//! Per-device health bookkeeping.
//!
//! Entries are created lazily on first observation and never expire; the map
//! is bounded by fleet size.

use std::collections::HashMap;
use std::time::Duration;

use chrono::{DateTime, Utc};
use parking_lot::Mutex;
use serde::{Deserialize, Serialize};

/// Health counters for one device.
#[derive(Debug, Clone, PartialEq, Eq, Serialize, Deserialize)]
pub struct DeviceHealth {
    pub device_id: String,
    pub first_seen: DateTime<Utc>,
    pub last_seen: DateTime<Utc>,
    pub activity_count: u64,
    pub online_count: u64,
    pub offline_count: u64,
    pub online: bool,
}

impl DeviceHealth {
    fn new(device_id: &str, now: DateTime<Utc>) -> Self {
        Self {
            device_id: device_id.to_string(),
            first_seen: now,
            last_seen: now,
            activity_count: 0,
            online_count: 0,
            offline_count: 0,
            online: false,
        }
    }

    /// Not seen within `threshold` of `now`, or currently offline.
    pub fn is_unhealthy_at(&self, threshold: Duration, now: DateTime<Utc>) -> bool {
        let threshold = chrono::Duration::from_std(threshold).unwrap_or(chrono::Duration::MAX);
        !self.online || now.signed_duration_since(self.last_seen) > threshold
    }
}

/// Aggregate health counts.
#[derive(Debug, Clone, Copy, Default, PartialEq, Eq, Serialize)]
pub struct HealthSummary {
    pub total: usize,
    pub online: usize,
    pub offline: usize,
    pub unhealthy: usize,
}

/// Thread-safe health tracker keyed by device id.
#[derive(Debug, Default)]
pub struct HealthMonitor {
    devices: Mutex<HashMap<String, DeviceHealth>>,
}

impl HealthMonitor {
    pub fn new() -> Self {
        Self::default()
    }

    /// Record inbound activity (a status event) for a device.
    pub fn record_activity(&self, device_id: &str) {
        self.record_activity_at(device_id, Utc::now());
    }

    pub(crate) fn record_activity_at(&self, device_id: &str, now: DateTime<Utc>) {
        let mut devices = self.devices.lock();
        let entry = devices
            .entry(device_id.to_string())
            .or_insert_with(|| DeviceHealth::new(device_id, now));
        entry.activity_count += 1;
        entry.online = true;
        entry.last_seen = now;
    }

    /// Record an online/offline transition.
    pub fn record_online_status(&self, device_id: &str, online: bool) {
        self.record_online_status_at(device_id, online, Utc::now());
    }

    pub(crate) fn record_online_status_at(
        &self,
        device_id: &str,
        online: bool,
        now: DateTime<Utc>,
    ) {
        let mut devices = self.devices.lock();
        let entry = devices
            .entry(device_id.to_string())
            .or_insert_with(|| DeviceHealth::new(device_id, now));
        if online {
            entry.online_count += 1;
        } else {
            entry.offline_count += 1;
        }
        entry.online = online;
        entry.last_seen = now;
    }

    pub fn device_health(&self, device_id: &str) -> Option<DeviceHealth> {
        self.devices.lock().get(device_id).cloned()
    }

    /// All tracked devices, sorted by device id.
    pub fn all(&self) -> Vec<DeviceHealth> {
        let mut all: Vec<_> = self.devices.lock().values().cloned().collect();
        all.sort_by(|a, b| a.device_id.cmp(&b.device_id));
        all
    }

    /// Devices not seen within `threshold` or currently offline, sorted by id.
    pub fn unhealthy(&self, threshold: Duration) -> Vec<DeviceHealth> {
        self.unhealthy_at(threshold, Utc::now())
    }

    pub(crate) fn unhealthy_at(
        &self,
        threshold: Duration,
        now: DateTime<Utc>,
    ) -> Vec<DeviceHealth> {
        let mut unhealthy: Vec<_> = self
            .devices
            .lock()
            .values()
            .filter(|h| h.is_unhealthy_at(threshold, now))
            .cloned()
            .collect();
        unhealthy.sort_by(|a, b| a.device_id.cmp(&b.device_id));
        unhealthy
    }

    pub fn summary(&self, threshold: Duration) -> HealthSummary {
        let now = Utc::now();
        let devices = self.devices.lock();
        let mut summary = HealthSummary {
            total: devices.len(),
            ..HealthSummary::default()
        };
        for health in devices.values() {
            if health.online {
                summary.online += 1;
            } else {
                summary.offline += 1;
            }
            if health.is_unhealthy_at(threshold, now) {
                summary.unhealthy += 1;
            }
        }
        summary
    }
}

====

ACTIVITY:
What you return must match the data line for line.

RESPONSE AREA:
//! Per-device health bookkeeping.
//!
//! Entries are created lazily on first observation and never expire; the map
//! is bounded by fleet size.

use std::collections::HashMap;
use std::time::Duration;

use chrono::{DateTime, Utc};
use parking_lot::Mutex;
use serde::{Deserialize, Serialize};

/// Health counters for one device.
#[derive(Debug, Clone, PartialEq, Eq, Serialize, Deserialize)]
pub struct DeviceHealth {
    pub device_id: String,
    pub first_seen: DateTime<Utc>,
    pub last_seen: DateTime<Utc>,
    pub activity_count: u64,
    pub online_count: u64,
    pub offline_count: u64,
    pub online: bool,
}

impl DeviceHealth {
    fn new(device_id: &str, now: DateTime<Utc>) -> Self {
        Self {
            device_id: device_id.to_string(),
            first_seen: now,
            last_seen: now,
            activity_count: 0,
            online_count: 0,
            offline_count: 0,
            online: false,
        }
    }

    /// Not seen within `threshold` of `now`, or currently offline.
    pub fn is_unhealthy_at(&self, threshold: Duration, now: DateTime<Utc>) -> bool {
        let threshold = chrono::Duration::from_std(threshold).unwrap_or(chrono::Duration::MAX);
        !self.online || now.signed_duration_since(self.last_seen) > threshold
    }
}

/// Aggregate health counts.
#[derive(Debug, Clone, Copy, Default, PartialEq, Eq, Serialize)]
pub struct HealthSummary {
    pub total: usize,
    pub online: usize,
    pub offline: usize,
    pub unhealthy: usize,
}

/// Thread-safe health tracker keyed by device id.
#[derive(Debug, Default)]
pub struct HealthMonitor {
    devices: Mutex<HashMap<String, DeviceHealth>>,
}

impl HealthMonitor {
    pub fn new() -> Self {
        Self::default()
    }

    /// Record inbound activity (a status event) for a device.
    pub fn record_activity(&self, device_id: &str) {
        self.record_activity_at(device_id, Utc::now());
    }

    pub(crate) fn record_activity_at(&self, device_id: &str, now: DateTime<Utc>) {
        let mut devices = self.devices.lock();
        let entry = devices
            .entry(device_id.to_string())
            .or_insert_with(|| DeviceHealth::new(device_id, now));
        entry.activity_count += 1;
        entry.online = true;
        entry.last_seen = now;
    }

    /// Record an online/offline transition.
    pub fn record_online_status(&self, device_id: &str, online: bool) {
        self.record_online_status_at(device_id, online, Utc::now());
    }

    pub(crate) fn record_online_status_at(
        &self,
        device_id: &str,
        online: bool,
        now: DateTime<Utc>,
    ) {
        let mut devices = self.devices.lock();
        let entry = devices
            .entry(device_id.to_string())
            .or_insert_with(|| DeviceHealth::new(device_id, now));
        if online {
            entry.online_count += 1;
        } else {
            entry.offline_count += 1;
        }
        entry.online = online;
        entry.last_seen = now;
    }

    pub fn device_health(&self, device_id: &str) -> Option<DeviceHealth> {
        self.devices.lock().get(device_id).cloned()
    }

    /// All tracked devices, sorted by device id.
    pub fn all(&self) -> Vec<DeviceHealth> {
        let mut all: Vec<_> = self.devices.lock().values().cloned().collect();
        all.sort_by(|a, b| a.device_id.cmp(&b.device_id));
        all
    }

    /// Devices not seen within `threshold` or currently offline, sorted by id.
    pub fn unhealthy(&self, threshold: Duration) -> Vec<DeviceHealth> {
        self.unhealthy_at(threshold, Utc::now())
    }

    pub(crate) fn unhealthy_at(
        &self,
        threshold: Duration,
        now: DateTime<Utc>,
    ) -> Vec<DeviceHealth> {
        let mut unhealthy: Vec<_> = self
            .devices
            .lock()
            .values()
            .filter(|h| h.is_unhealthy_at(threshold, now))
            .cloned()
            .collect();
        unhealthy.sort_by(|a, b| a.device_id.cmp(&b.device_id));
        unhealthy
    }

    pub fn summary(&self, threshold: Duration) -> HealthSummary {
        let now = Utc::now();
        let devices = self.devices.lock();
        let mut summary = HealthSummary {
            total: devices.len(),
            ..HealthSummary::default()
        };
        for health in devices.values() {
            if health.online {
                summary.online += 1;
            } else {
                summary.offline += 1;
            }
            if health.is_unhealthy_at(threshold, now) {
                summary.unhealthy += 1;
            }
        }
        summary
    }
}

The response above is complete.